For securing APIs, it should be secure when passing in tokens as the verification is simple. Still it is provided as is and you should review the code to ensure it meets your security requirements. When enabling session auth, more possible attack vectors are opened up. Currently the session auth is known to be susceptible CSRF attack where a malicious user could trick a user into authenticating as the malicious user. When used with CERN SSO's method of operating, this malicious user would still have to have access rights to the application on the CERN SSO so the practical benfit to the malicious user is extremely limited if even existing for typical applications secured to ATLAS or CMS members.

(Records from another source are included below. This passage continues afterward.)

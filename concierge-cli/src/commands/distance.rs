//! Distance command - resolve distances from the guest for named places.

use concierge::generation::SAMPLE_PLACES;

use crate::error::CliError;
use crate::runner::CliRunner;

/// Run the distance command.
///
/// With no names, the first recommendations of the configured feed are used.
pub async fn run(runner: &CliRunner, names: Vec<String>) -> Result<(), CliError> {
    let names = if names.is_empty() {
        feed_names(runner)?
    } else {
        names
    };

    let dashboard = runner.dashboard_without_model()?;
    dashboard.resolve_distances(&names).await;

    let state = dashboard.state();
    let width = names.iter().map(|n| n.chars().count()).max().unwrap_or(0);
    for name in &names {
        println!("  {:<width$}  {}", name, state.distance_text(name), width = width);
    }
    Ok(())
}

fn feed_names(runner: &CliRunner) -> Result<Vec<String>, CliError> {
    let feed = runner.feed(None).ok_or_else(|| {
        CliError::Config(
            "no place names given and no recommendation feed configured ([data] feed_path)"
                .to_string(),
        )
    })?;
    Ok(feed
        .sample(SAMPLE_PLACES)
        .into_iter()
        .map(|item| item.name.clone())
        .collect())
}
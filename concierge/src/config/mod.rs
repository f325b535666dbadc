//! Kiosk configuration.
//!
//! Configuration lives in an INI file (default `<config dir>/concierge/concierge.ini`).
//! Every key is optional; missing keys fall back to [`ConfigFile::default`].
//!
//! ```ignore
//! use concierge::config::ConfigFile;
//!
//! let config = ConfigFile::load_from(&ConfigFile::default_path())?;
//! let region = config.search_region();
//! ```

mod file;
mod parser;
mod settings;
mod writer;

pub use file::ConfigFileError;
pub use settings::{
    ConfigFile, DataSettings, DistanceSettings, GenerationSettings, LocationSettings,
    ProviderKind, SearchSettings, DEFAULT_API_KEY_ENV, DEFAULT_GENERATION_TIMEOUT_SECS,
    DEFAULT_GUEST, DEFAULT_HOTEL, DEFAULT_SEARCH_RADIUS_METERS,
};
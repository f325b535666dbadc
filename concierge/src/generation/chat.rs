//! OpenAI-compatible chat-completions model with server-sent-event streaming.
//!
//! # Request
//!
//! `POST {endpoint}` with
//!
//! ```json
//! {
//!   "model": "...",
//!   "stream": true,
//!   "messages": [{"role": "system", ...}, {"role": "user", ...}],
//!   "response_format": {"type": "json_schema", "json_schema": {"name": "trip", "schema": {...}}}
//! }
//! ```
//!
//! # Response
//!
//! `text/event-stream` frames of the form `data: {"choices":[{"delta":{"content":"..."}}]}`,
//! terminated by `data: [DONE]`.

use std::time::Duration;

use futures::future::BoxFuture;
use futures::stream::{self, StreamExt};
use serde::Deserialize;
use serde_json::json;
use tracing::{debug, warn};

use super::error::ModelError;
use super::model::{GenerationRequest, GenerativeModel, ModelStream};
use super::schema::TripSchema;
use crate::provider::USER_AGENT;

/// Default OpenAI-compatible endpoint.
pub const DEFAULT_ENDPOINT: &str = "https://api.openai.com/v1/chat/completions";

/// Default model name.
pub const DEFAULT_MODEL: &str = "gpt-4o-mini";

#[derive(Debug, Deserialize)]
struct ChunkFrame {
    #[serde(default)]
    choices: Vec<ChunkChoice>,
    #[serde(default)]
    error: Option<serde_json::Value>,
}

#[derive(Debug, Deserialize)]
struct ChunkChoice {
    #[serde(default)]
    delta: ChunkDelta,
}

#[derive(Debug, Default, Deserialize)]
struct ChunkDelta {
    #[serde(default)]
    content: Option<String>,
}

/// Incremental decoder for `text/event-stream` bodies.
///
/// Bytes may be split anywhere, including inside a UTF-8 sequence, so input
/// is buffered until a complete line is available.
#[derive(Debug, Default)]
pub struct SseDecoder {
    buffer: Vec<u8>,
    done: bool,
}

impl SseDecoder {
    pub fn new() -> Self {
        Self::default()
    }

    /// `true` once the `[DONE]` frame has been seen.
    pub fn is_done(&self) -> bool {
        self.done
    }

    /// Feed raw bytes and return the content deltas they complete.
    pub fn push(&mut self, bytes: &[u8]) -> Vec<Result<String, ModelError>> {
        self.buffer.extend_from_slice(bytes);

        let mut out = Vec::new();
        while let Some(newline) = self.buffer.iter().position(|b| *b == b'\n') {
            let line: Vec<u8> = self.buffer.drain(..=newline).collect();
            if self.done {
                continue;
            }
            let line = String::from_utf8_lossy(&line);
            if let Some(item) = self.decode_line(line.trim_end_matches(['\r', '\n'])) {
                out.push(item);
            }
        }
        out
    }

    fn decode_line(&mut self, line: &str) -> Option<Result<String, ModelError>> {
        // Comments, event names and blank separators carry no content
        let data = line.strip_prefix("data:")?.trim_start();
        if data == "[DONE]" {
            self.done = true;
            return None;
        }

        let frame: ChunkFrame = match serde_json::from_str(data) {
            Ok(frame) => frame,
            Err(e) => return Some(Err(ModelError::Stream(e.to_string()))),
        };
        if let Some(error) = frame.error {
            return Some(Err(ModelError::Unavailable(error.to_string())));
        }

        let content: String = frame
            .choices
            .into_iter()
            .filter_map(|choice| choice.delta.content)
            .collect();
        if content.is_empty() {
            None
        } else {
            Some(Ok(content))
        }
    }
}

/// Generative model backed by an OpenAI-compatible chat-completions endpoint.
pub struct ChatCompletionsModel {
    client: reqwest::Client,
    endpoint: String,
    model: String,
    api_key: Option<String>,
}

impl ChatCompletionsModel {
    /// Creates a model client.
    ///
    /// `timeout` bounds the whole request, including the streamed body.
    pub fn new(
        endpoint: impl Into<String>,
        model: impl Into<String>,
        api_key: Option<String>,
        timeout: Duration,
    ) -> Result<Self, ModelError> {
        let client = reqwest::Client::builder()
            .connect_timeout(Duration::from_secs(10))
            .timeout(timeout)
            .user_agent(USER_AGENT)
            .build()
            .map_err(|e| ModelError::Http(format!("Failed to create HTTP client: {}", e)))?;

        Ok(Self {
            client,
            endpoint: endpoint.into(),
            model: model.into(),
            api_key: api_key.filter(|key| !key.trim().is_empty()),
        })
    }

    fn request_body(&self, request: &GenerationRequest) -> serde_json::Value {
        json!({
            "model": self.model,
            "stream": true,
            "messages": [
                { "role": "system", "content": request.instructions },
                { "role": "user", "content": request.prompt },
            ],
            "response_format": {
                "type": "json_schema",
                "json_schema": {
                    "name": TripSchema::NAME,
                    "schema": request.schema,
                },
            },
        })
    }
}

impl GenerativeModel for ChatCompletionsModel {
    fn stream(&self, request: GenerationRequest) -> BoxFuture<'_, Result<ModelStream, ModelError>> {
        Box::pin(async move {
            let body = serde_json::to_vec(&self.request_body(&request))
                .map_err(|e| ModelError::Http(format!("Failed to encode request: {}", e)))?;

            let mut builder = self
                .client
                .post(&self.endpoint)
                .header(reqwest::header::CONTENT_TYPE, "application/json")
                .header(reqwest::header::ACCEPT, "text/event-stream")
                .body(body);
            if let Some(key) = &self.api_key {
                builder = builder.bearer_auth(key);
            }

            debug!(endpoint = %self.endpoint, model = %self.model, "Starting chat completion stream");
            let response = builder
                .send()
                .await
                .map_err(|e| ModelError::Http(format!("Request failed: {}", e)))?;

            let status = response.status();
            if status == reqwest::StatusCode::TOO_MANY_REQUESTS || status.is_server_error() {
                return Err(ModelError::Unavailable(format!("HTTP {}", status)));
            }
            if !status.is_success() {
                let body = response.text().await.unwrap_or_default();
                warn!(status = status.as_u16(), "Chat completion request rejected");
                return Err(ModelError::Status {
                    status: status.as_u16(),
                    body,
                });
            }

            let mut decoder = SseDecoder::new();
            let deltas = response
                .bytes_stream()
                .map(move |chunk| match chunk {
                    Ok(bytes) => decoder.push(&bytes),
                    Err(e) => vec![Err(ModelError::Http(format!("Stream interrupted: {}", e)))],
                })
                .flat_map(stream::iter)
                .boxed();
            Ok(deltas)
        })
    }

    fn prewarm(&self) -> BoxFuture<'_, ()> {
        Box::pin(async move {
            // Opens a pooled connection so the first real request skips the handshake
            match self.client.head(&self.endpoint).send().await {
                Ok(response) => debug!(status = %response.status(), "Prewarmed model endpoint"),
                Err(e) => debug!(error = %e, "Prewarm request failed"),
            }
        })
    }

    fn name(&self) -> &str {
        &self.model
    }
}

#[cfg(test)]
mod tests {
    use super::*;

    fn frame(content: &str) -> String {
        format!(
            "data: {}\n\n",
            json!({"choices": [{"delta": {"content": content}}]})
        )
    }

    #[test]
    fn test_decoder_extracts_content() {
        let mut decoder = SseDecoder::new();
        let input = format!("{}{}data: [DONE]\n\n", frame("{\"dest"), frame("ination\""));
        let out: Vec<String> = decoder
            .push(input.as_bytes())
            .into_iter()
            .map(Result::unwrap)
            .collect();
        assert_eq!(out, vec!["{\"dest", "ination\""]);
        assert!(decoder.is_done());
    }

    #[test]
    fn test_decoder_handles_split_frames() {
        let mut decoder = SseDecoder::new();
        let input = frame("Blacksburg é");
        let bytes = input.as_bytes();
        let mut out = Vec::new();
        for chunk in bytes.chunks(3) {
            out.extend(decoder.push(chunk));
        }
        assert_eq!(out, vec![Ok("Blacksburg é".to_string())]);
    }

    #[test]
    fn test_decoder_ignores_comments_and_role_frames() {
        let mut decoder = SseDecoder::new();
        let input = ": keep-alive\n\ndata: {\"choices\":[{\"delta\":{\"role\":\"assistant\"}}]}\n\n";
        assert!(decoder.push(input.as_bytes()).is_empty());
    }

    #[test]
    fn test_decoder_ignores_frames_after_done() {
        let mut decoder = SseDecoder::new();
        let input = format!("data: [DONE]\n\n{}", frame("late"));
        assert!(decoder.push(input.as_bytes()).is_empty());
    }

    #[test]
    fn test_decoder_reports_errors() {
        let mut decoder = SseDecoder::new();
        let out = decoder.push(b"data: {not json}\n");
        assert!(matches!(out.as_slice(), [Err(ModelError::Stream(_))]));

        let out = decoder.push(b"data: {\"error\":{\"message\":\"overloaded\"}}\n");
        assert!(matches!(out.as_slice(), [Err(ModelError::Unavailable(_))]));
    }

    #[test]
    fn test_request_body_carries_schema() {
        let model = ChatCompletionsModel::new(
            DEFAULT_ENDPOINT,
            DEFAULT_MODEL,
            Some("  ".to_string()),
            Duration::from_secs(60),
        )
        .unwrap();
        assert!(model.api_key.is_none());

        let body = model.request_body(&GenerationRequest {
            instructions: "You are a concierge.".to_string(),
            prompt: "Plan my day.".to_string(),
            schema: TripSchema::json_schema(),
        });
        assert_eq!(body["stream"], true);
        assert_eq!(body["messages"][0]["role"], "system");
        assert_eq!(body["response_format"]["json_schema"]["name"], "trip");
        assert_eq!(
            body["response_format"]["json_schema"]["schema"]["required"][0],
            "destination"
        );
    }
}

Particular attention should be paid the session auth as it uses cookies. If you have evilsite, it can make a request to yoursecuredsite, it will be able to make a request as you if you have a valid session cookie and you would never notice. This is because the browser will send all cookies for a given site on any request to that site, regardless of the origin of the request.

There are two ways to mitigate this, one is to set the SameSite attribute of the cookie to Lax or Strict which will prevent the browser from sending the cookie on cross-site requests. This is the default behaviour of the session auth in tsgauth. The downside of this is that prevent the frontend and backend of the application being on two seperate domains.

If you need them to be different, you can set the SameSite attribute to None and set the Secure attribute to True which will allow the browser to send the cookie on cross-site requests but only over HTTPS. At this point, you need to absolutely be using CORS or some other method to ensure that the request is coming from a trusted origin. This is because the browser will send the cookie on any request to the site regardless of the origin of the request and you will be easily owned by a malicious site.

The CORSMiddleware is a popular option in fastapi to handle CORS. Note that allow_origins=["https://*.yourdomain"] will not work as expected as the wildcard will not be interpreted as you expect. You will need to explictly list all the origins you wish to allow or use allow_origin_regex to specify a regex which matches the origins you wish to allow. See the docs for more details.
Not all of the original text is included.